The records:
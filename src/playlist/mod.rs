//! Playlist listing and the per-item state a playlist view works with.
//!
//! ## Module Structure
//! - `prefetch` - Paced, cancellable background probing of listed items

pub mod prefetch;

use std::collections::{BTreeMap, HashMap, HashSet};
use std::path::Path;

use serde::Serialize;
use serde_json::json;

use crate::downloader::settings::{DEFAULT_AUDIO_FORMAT, DownloadJob, validate_url};
use crate::downloader::ytdlp::{ToolCommand, run_to_output};
use crate::error::Result;
use crate::logging::{ErrorCategory, log_info_simple, log_warning_with_context};
use crate::probe::{ProbeEvent, ProbeResult};
use crate::quality::{BEST_LABEL, CUSTOM_LABEL, is_best, label_height, quality_menu, resolve_quality};

pub use prefetch::{PrefetchHandle, PrefetchStats, spawn_prefetch};

/// `%(id)s|%(title)s`, one entry per line.
pub const LISTING_TEMPLATE: &str = "%(id)s|%(title)s";

pub const PRIVATE_REASON: &str = "Private video";
pub const DELETED_REASON: &str = "Deleted video";

#[derive(Debug, Clone, Copy, PartialEq, Eq, Serialize)]
pub enum ProbeState {
    NotStarted,
    InFlight,
    Done,
    Failed,
}

/// One playlist entry and its view state.
#[derive(Debug, Clone, PartialEq, Eq, Serialize)]
#[serde(rename_all = "camelCase")]
pub struct ContentItem {
    pub id: String,
    /// 1-based position in the listing.
    pub index: usize,
    pub title: String,
    pub url: String,
    pub thumbnail_ref: Option<String>,
    pub selected: bool,
    pub unavailable: bool,
    pub unavailable_reason: Option<String>,
    pub desired_quality: String,
    /// Set once the user picks a quality for this item directly.
    pub manual_quality: bool,
    pub probe_state: ProbeState,
    pub available_qualities: Vec<String>,
    pub size_by_quality: BTreeMap<String, String>,
}

impl ContentItem {
    pub fn new(index: usize, id: &str, title: &str) -> Self {
        let id = id.trim();
        let title = match title.trim() {
            "" => id,
            t => t,
        };
        let reason = unavailable_reason(title);

        Self {
            id: id.to_string(),
            index,
            title: title.to_string(),
            url: watch_url(id),
            thumbnail_ref: thumbnail_ref(id),
            selected: reason.is_none(),
            unavailable: reason.is_some(),
            unavailable_reason: reason.map(str::to_string),
            desired_quality: BEST_LABEL.to_string(),
            manual_quality: false,
            probe_state: ProbeState::NotStarted,
            available_qualities: Vec::new(),
            size_by_quality: BTreeMap::new(),
        }
    }

    /// `"3. Title"`
    pub fn display_title(&self) -> String {
        if self.index > 0 {
            format!("{}. {}", self.index, self.title)
        } else {
            self.title.clone()
        }
    }

    pub fn size_for(&self, label: &str) -> Option<&str> {
        self.size_by_quality.get(label).map(String::as_str)
    }

    /// Unavailable items are never probed or downloaded.
    pub fn is_available(&self) -> bool {
        !self.unavailable
    }
}

/// Reason text when a listed title marks the entry as unavailable.
pub fn unavailable_reason(title: &str) -> Option<&'static str> {
    let lower = title.trim().to_lowercase();
    if lower.contains("private video") {
        Some(PRIVATE_REASON)
    } else if lower.contains("deleted video") {
        Some(DELETED_REASON)
    } else {
        None
    }
}

/// Watch page for a listed id. Ids that are already URLs are kept.
pub fn watch_url(id: &str) -> String {
    if id.starts_with("http://") || id.starts_with("https://") {
        id.to_string()
    } else {
        format!("https://www.youtube.com/watch?v={id}")
    }
}

pub fn thumbnail_ref(id: &str) -> Option<String> {
    if id.is_empty() || id.contains('/') {
        None
    } else {
        Some(format!("https://i.ytimg.com/vi/{id}/mqdefault.jpg"))
    }
}

/// Parse `id|title` lines. Lines without a separator are skipped and the
/// first occurrence of an id wins.
pub fn parse_listing(output: &str) -> Vec<ContentItem> {
    let mut seen = HashSet::new();
    let mut items = Vec::new();

    for line in output.lines() {
        let Some((id, title)) = line.trim().split_once('|') else {
            continue;
        };
        let id = id.trim();
        if id.is_empty() || !seen.insert(id.to_string()) {
            continue;
        }

        items.push(ContentItem::new(items.len() + 1, id, title));
    }

    items
}

pub fn listing_command(tool: &Path, url: &str) -> ToolCommand {
    ToolCommand::new(tool)
        .args(["--flat-playlist", "--no-warnings", "--print", LISTING_TEMPLATE])
        .arg(url.trim())
}

/// List a playlist URL's entries without probing any of them.
pub async fn list_playlist(tool: &Path, url: &str) -> Result<Vec<ContentItem>> {
    validate_url(url)?;

    let output = run_to_output(&listing_command(tool, url)).await?;
    let items = parse_listing(&output.text());

    if !output.success() {
        log_warning_with_context(
            ErrorCategory::Playlist,
            "Playlist listing exited with error status",
            json!({ "url": url, "exitCode": output.exit_code, "items": items.len() }),
        );
    }

    log_info_simple(ErrorCategory::Playlist, &format!("Listed {} items for {}", items.len(), url));
    Ok(items)
}

/// Items of one playlist view plus the group-wide quality choice.
#[derive(Debug, Clone, PartialEq, Eq, Serialize)]
#[serde(rename_all = "camelCase")]
pub struct Playlist {
    items: Vec<ContentItem>,
    group_quality: String,
    #[serde(skip)]
    positions: HashMap<String, usize>,
}

impl Playlist {
    pub fn new(items: Vec<ContentItem>) -> Self {
        let positions = items.iter().enumerate().map(|(pos, item)| (item.id.clone(), pos)).collect();
        Self {
            items,
            group_quality: BEST_LABEL.to_string(),
            positions,
        }
    }

    pub fn from_listing(output: &str) -> Self {
        Self::new(parse_listing(output))
    }

    pub fn items(&self) -> &[ContentItem] {
        &self.items
    }

    pub fn len(&self) -> usize {
        self.items.len()
    }

    pub fn is_empty(&self) -> bool {
        self.items.is_empty()
    }

    pub fn get(&self, id: &str) -> Option<&ContentItem> {
        self.positions.get(id).map(|pos| &self.items[*pos])
    }

    fn get_mut(&mut self, id: &str) -> Option<&mut ContentItem> {
        self.positions.get(id).map(|pos| &mut self.items[*pos])
    }

    pub fn group_quality(&self) -> &str {
        &self.group_quality
    }

    /// What the group picker shows: the group choice, or Custom once any
    /// available item was set by hand.
    pub fn group_label(&self) -> &str {
        if self.items.iter().any(|item| item.is_available() && item.manual_quality) {
            CUSTOM_LABEL
        } else {
            &self.group_quality
        }
    }

    /// Unavailable items cannot be selected.
    pub fn set_selected(&mut self, id: &str, selected: bool) -> bool {
        match self.get_mut(id) {
            Some(item) if item.is_available() => {
                item.selected = selected;
                true
            }
            _ => false,
        }
    }

    pub fn select_all(&mut self, selected: bool) {
        for item in self.items.iter_mut().filter(|item| item.is_available()) {
            item.selected = selected;
        }
    }

    pub fn selected_count(&self) -> usize {
        self.items.iter().filter(|item| item.selected).count()
    }

    pub fn set_probe_state(&mut self, id: &str, state: ProbeState) {
        if let Some(item) = self.get_mut(id) {
            item.probe_state = state;
        }
    }

    /// Fill an item's quality menu from a probe result.
    pub fn apply_probe_result(&mut self, id: &str, result: &ProbeResult, failed: bool) -> bool {
        let group_quality = self.group_quality.clone();
        let Some(item) = self.get_mut(id) else {
            return false;
        };

        let menu = quality_menu(result);
        item.available_qualities = menu.labels;
        item.size_by_quality = menu.size_by_label;
        item.probe_state = if failed { ProbeState::Failed } else { ProbeState::Done };

        if item.manual_quality {
            if !item.available_qualities.contains(&item.desired_quality) {
                item.desired_quality = resolve_quality(&item.desired_quality, &item.available_qualities);
            }
        } else {
            follow_group(item, &group_quality);
        }
        true
    }

    pub fn apply_probe_event(&mut self, event: &ProbeEvent) -> bool {
        self.apply_probe_result(&event.id, &event.result, event.failed)
    }

    /// Change the group default and re-resolve every item not set by hand.
    /// Custom is a display state, not a choice, and is ignored.
    pub fn set_group_quality(&mut self, label: &str) -> bool {
        if label.trim() == CUSTOM_LABEL || !(is_best(label) || label_height(label).is_some()) {
            return false;
        }

        self.group_quality = if is_best(label) { BEST_LABEL.to_string() } else { label.trim().to_string() };
        for item in self.items.iter_mut().filter(|item| !item.manual_quality) {
            follow_group(item, &self.group_quality);
        }
        true
    }

    pub fn set_item_quality(&mut self, id: &str, label: &str) -> bool {
        match self.get_mut(id) {
            Some(item) => {
                item.desired_quality = label.trim().to_string();
                item.manual_quality = true;
                true
            }
            None => false,
        }
    }

    /// Drop a manual choice and follow the group again.
    pub fn clear_item_quality(&mut self, id: &str) -> bool {
        let group_quality = self.group_quality.clone();
        match self.get_mut(id) {
            Some(item) => {
                item.manual_quality = false;
                follow_group(item, &group_quality);
                true
            }
            None => false,
        }
    }

    pub fn mark_probe_failed(&mut self, id: &str) {
        self.set_probe_state(id, ProbeState::Failed);
    }

    /// Back to not-probed so a later pass retries it.
    pub fn reset_probe(&mut self, id: &str) {
        self.set_probe_state(id, ProbeState::NotStarted);
    }

    /// Download jobs for every selected, available item, in listing order.
    pub fn selected_jobs(&self, output_dir: &Path, audio_only: bool) -> Vec<DownloadJob> {
        self.items
            .iter()
            .filter(|item| item.selected && item.is_available())
            .map(|item| {
                if audio_only {
                    DownloadJob::audio(&item.url, output_dir, DEFAULT_AUDIO_FORMAT)
                } else {
                    DownloadJob::video(&item.url, output_dir, &item.desired_quality)
                }
            })
            .collect()
    }
}

/// Unprobed items keep the group label as-is until their menu is known.
fn follow_group(item: &mut ContentItem, group_quality: &str) {
    item.desired_quality = if item.available_qualities.is_empty() {
        group_quality.to_string()
    } else {
        resolve_quality(group_quality, &item.available_qualities)
    };
}
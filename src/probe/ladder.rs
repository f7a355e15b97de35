//! The fixed quality ladder and height snapping.

use std::collections::BTreeSet;

/// Standard vertical resolutions surfaced as quality tiers, ascending.
pub const QUALITY_LADDER: [u32; 8] = [144, 240, 360, 480, 720, 1080, 1440, 2160];

/// Accepted distance between a reported height and a ladder value.
pub fn tolerance(ladder_value: u32) -> u32 {
    if ladder_value >= 1440 {
        40
    } else if ladder_value >= 720 {
        20
    } else {
        10
    }
}

pub fn is_ladder_height(height: u32) -> bool {
    QUALITY_LADDER.contains(&height)
}

/// Snap a reported height to the nearest ladder value when it lies within
/// that value's tolerance; otherwise return it unchanged.
pub fn normalize_height(raw: u32) -> u32 {
    let nearest = QUALITY_LADDER
        .iter()
        .copied()
        .min_by_key(|v| v.abs_diff(raw))
        .unwrap_or(raw);

    if nearest.abs_diff(raw) <= tolerance(nearest) { nearest } else { raw }
}

/// Normalize every height and keep only exact ladder members.
pub fn normalize_heights<I>(raw: I) -> BTreeSet<u32>
where
    I: IntoIterator<Item = u32>,
{
    raw.into_iter().map(normalize_height).filter(|h| is_ladder_height(*h)).collect()
}
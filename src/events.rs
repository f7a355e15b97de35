//! Centralized status texts and event names shared with the UI shell.

pub const STATUS_STARTING: &str = "Starting...";
pub const STATUS_COMPLETED: &str = "Completed";
pub const STATUS_CANCELLED: &str = "Cancelled";

/// Terminal status for a non-zero exit.
pub fn failed_status(exit_code: i32) -> String {
    format!("Failed (exit {exit_code})")
}

/// Terminal status for an exit code.
pub fn terminal_status(exit_code: i32) -> String {
    if exit_code == 0 {
        STATUS_COMPLETED.to_string()
    } else {
        failed_status(exit_code)
    }
}

pub const EVT_DOWNLOAD_STATUS: &str = "download-status";
pub const EVT_DOWNLOAD_PROGRESS: &str = "download-progress";
pub const EVT_DOWNLOAD_PHASE: &str = "download-phase";
pub const EVT_PROBE_DONE: &str = "probe-done";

Problem:
In the listing above, find the line containing "group-wide quality choice." and the line containing "pub fn new(items: Vec<ContentItem>)", then repeat those two lines and everything between them exactly.

Response area:
/// Items of one playlist view plus the group-wide quality choice.
#[derive(Debug, Clone, PartialEq, Eq, Serialize)]
#[serde(rename_all = "camelCase")]
pub struct Playlist {
    items: Vec<ContentItem>,
    group_quality: String,
    #[serde(skip)]
    positions: HashMap<String, usize>,
}

impl Playlist {
    pub fn new(items: Vec<ContentItem>) -> Self {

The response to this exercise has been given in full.